**BRIEF:** Copy out the lines below that hold the word "impl".

[[ THE DATA open ]]

//! Completion handler for the table's change log.
//!
//! Reads the outstanding message count from each change event's new image.
//! An entity whose count has reached zero is removed from the tracker, and
//! once nothing is left the tracker's one-shot shutdown fires.

use super::RecordHandler;
use crate::error::{Error, Result};
use crate::model::{ChangeEvent, Record, ShardId};
use crate::tracker::EntityTracker;
use async_trait::async_trait;
use std::sync::Arc;
use tracing::{debug, info, warn};

/// What to do with a change event that cannot be read.
#[derive(Debug, Clone, Copy, Default, PartialEq, Eq)]
pub enum ParseFailurePolicy {
    /// Log and treat the record as handled.
    #[default]
    Skip,
    /// Return the parse error to the shard loop, which logs it.
    Reject,
}

pub struct CompletionHandler {
    tracker: Arc<EntityTracker>,
    policy: ParseFailurePolicy,
}

impl CompletionHandler {
    pub fn new(tracker: Arc<EntityTracker>) -> Self {
        Self {
            tracker,
            policy: ParseFailurePolicy::default(),
        }
    }

    pub fn with_policy(mut self, policy: ParseFailurePolicy) -> Self {
        self.policy = policy;
        self
    }

    fn parse_failed(&self, record: &Record, error: Error) -> Result<()> {
        match self.policy {
            ParseFailurePolicy::Skip => {
                warn!(
                    sequence = record.sequence_number.0,
                    error = %error,
                    "ignoring unreadable change event"
                );
                Ok(())
            }
            ParseFailurePolicy::Reject => Err(error),
        }
    }
}

#[async_trait]
impl RecordHandler for CompletionHandler {
    async fn handle(&self, shard: &ShardId, record: &Record) -> Result<()> {
        let event = match ChangeEvent::parse(&record.data) {
            Ok(event) => event,
            Err(e) => return self.parse_failed(record, e),
        };
        let remaining = match event.remaining_count() {
            Ok(remaining) => remaining,
            Err(e) => return self.parse_failed(record, e),
        };
        let Some(entity_id) = event.entity_id() else {
            let error = Error::Parse("event has no entity_id".to_string());
            return self.parse_failed(record, error);
        };

        debug!(%shard, entity_id, remaining, "change event");

        // Redelivered queue messages can decrement past zero.
        if remaining <= 0 {
            if remaining < 0 {
                warn!(entity_id, remaining, "message count went negative");
            }
            if self.tracker.remove(entity_id) {
                info!(
                    entity_id,
                    outstanding = self.tracker.count(),
                    "entity migration completed"
                );
            }
        }

        self.tracker.notify_if_drained();
        Ok(())
    }
}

[[ THE DATA closed ]]

**REPLY:**
impl CompletionHandler {
impl RecordHandler for CompletionHandler {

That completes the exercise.